Sloop DOLPHIN, of Liverpool, Nova Scotia Tender fitted out by the Liverpool privateer Rolla, and captor of the sloop Gleaner ten miles west of Newhaven, December 3rd, 1814 . No letters-of-marque for her found.[1]

The last war commander of the Liverpool Packet was Lewis Knaut, of Liverpool, son or nephew of one of her first purchasers, Mr. Benjamin Knaut, and a prize-master in her under Caleb Seely.
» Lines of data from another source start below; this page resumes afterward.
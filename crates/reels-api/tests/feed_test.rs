mod helpers;

use chrono::{Duration, Utc};
use helpers::setup_test_app;
use reels_core::models::{Video, VideoStatus};
use uuid::Uuid;

fn seed(app: &helpers::TestApp, status: VideoStatus, minutes_ago: i64) -> Video {
    let id = Uuid::new_v4();
    let mut video = Video::new_pending(id, Uuid::new_v4(), None, format!("raw/{}/{}.mp4", id, id));
    video.status = status;
    video.created_at = Utc::now() - Duration::minutes(minutes_ago);
    video.updated_at = video.created_at;
    if status == VideoStatus::Ready {
        video.processed_object_key = Some(format!("processed/{}/720p.mp4", id));
        video.cover_object_key = Some(format!("processed/{}/cover.jpg", id));
    }
    app.videos.seed(video.clone());
    video
}

#[tokio::test]
async fn test_feed_lists_ready_videos_newest_first() {
    let app = setup_test_app().await;
    let old = seed(&app, VideoStatus::Ready, 30);
    let new = seed(&app, VideoStatus::Ready, 1);
    seed(&app, VideoStatus::Pending, 0);
    seed(&app, VideoStatus::Processing, 0);
    seed(&app, VideoStatus::Failed, 0);

    let response = app.client().get("/feed").await;
    assert_eq!(response.status_code(), 200);

    let data: serde_json::Value = response.json();
    assert_eq!(data["total"], 2);
    assert_eq!(data["limit"], 20);
    assert_eq!(data["offset"], 0);
    let items = data["items"].as_array().unwrap();
    assert_eq!(items.len(), 2);
    assert_eq!(items[0]["id"], new.id.to_string());
    assert_eq!(items[1]["id"], old.id.to_string());
}

#[tokio::test]
async fn test_feed_pagination() {
    let app = setup_test_app().await;
    for minutes_ago in 0..5 {
        seed(&app, VideoStatus::Ready, minutes_ago);
    }

    let data: serde_json::Value = app.client().get("/feed?limit=2&offset=4").await.json();
    assert_eq!(data["items"].as_array().unwrap().len(), 1);
    assert_eq!(data["total"], 5);

    let data: serde_json::Value = app.client().get("/feed?offset=10").await.json();
    assert!(data["items"].as_array().unwrap().is_empty());
}

#[tokio::test]
async fn test_feed_clamps_limit_and_offset() {
    let app = setup_test_app().await;

    let data: serde_json::Value = app.client().get("/feed?limit=500&offset=-3").await.json();
    assert_eq!(data["limit"], 50);
    assert_eq!(data["offset"], 0);

    let data: serde_json::Value = app.client().get("/feed?limit=0").await.json();
    assert_eq!(data["limit"], 1);
}

#[tokio::test]
async fn test_feed_rejects_non_numeric_limit() {
    let app = setup_test_app().await;

    let response = app.client().get("/feed?limit=lots").await;
    assert_eq!(response.status_code(), 400);
    let data: serde_json::Value = response.json();
    assert_eq!(data["error"]["code"], "validation_error");
}

#[tokio::test]
async fn test_get_video_is_public() {
    let app = setup_test_app().await;
    let video = seed(&app, VideoStatus::Processing, 0);

    let response = app.client().get(&format!("/videos/{}", video.id)).await;
    assert_eq!(response.status_code(), 200);
    let data: serde_json::Value = response.json();
    assert_eq!(data["status"], "processing");
    assert_eq!(data["user_id"], video.user_id.to_string());
}

#[tokio::test]
async fn test_get_video_unknown_and_malformed_ids() {
    let app = setup_test_app().await;

    let response = app.client().get(&format!("/videos/{}", Uuid::new_v4())).await;
    assert_eq!(response.status_code(), 404);
    let data: serde_json::Value = response.json();
    assert_eq!(data["error"]["code"], "video_not_found");

    let response = app.client().get("/videos/not-a-uuid").await;
    assert_eq!(response.status_code(), 400);
    let data: serde_json::Value = response.json();
    assert_eq!(data["error"]["code"], "validation_error");
}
He got letters-of-marque and reprisal on October 20th, 1814, the fifth set made out for the privateer, and went to sea with her late in the year, in company with the Rolla, and a small sloop named Dolphin, which they used as a tender.[2]
The sloop Dolphin, from Portland for Boston, with thirteen passengers, was fallen in with and captured by the Fly off the Isles of Shoals. Soon after the U.S. brig-of-war Enterprise hove in sight out of Portsmouth. Capt. Clements, of the Fly left it to the option of the prizemaster of the Dolphin to release the prize (and escape in the Fly) or retain her, and the officer decided on the latter, and succeeded in carrying her off. Next day the prizemaster put the prisoners on board a boat and stood off with the sloop for Nova Scotia. The privateersmen of the Fly treated the people of the Dolphin well, giving them up their trunks without a search."—Acadian Recorder's correspondent. With the vengeful Enterprise swooping down on him Capt. Clements generously first gave prize-master John N. Sinnott, of the Dolphin, a chance to return on board, and then spread his wings and fled. For eight hours the Enterprise pursued. In the chase the Fly settled for a moment on the large American brig Diamond, which happened to be in her way. Flinging James Wier, prize-master, and half a dozen on board, Capt. Clements ordered her for Yarmouth. She was too tempting to pass, for with her, cargo of molasses she was worth $20,000. But the delay was fatal. The Fly, so short-handed that even her lieutenant, John N. Sinnott, had had to go as prize-master, was unable to elude the Enterprise as the chase continued, and she was captured. Both the Dolphin and the Diamond eventually reached Halifax, on the same day, after reporting at Yarmouth.[3]

Sources

  1. C.H.J.Snider, Under the Red Jack: privateers of the Maritime Provinces of Canada in the War of 1812 (London: Martin Hopkinson & Co. Ltd, 1928), 225-258 [1]
  2. Under the Red Jack: Privateers of the Maritime Provinces of Canada in the War of 1812 by C. H. J. Snider (Toronto: Musson Book Company, 1928), pg 51 [2]
  3. Under the Red Jack: Privateers of the Maritime Provinces of Canada in the War of 1812 by C. H. J. Snider (Toronto: Musson Book Company, 1928), pg 235 [3]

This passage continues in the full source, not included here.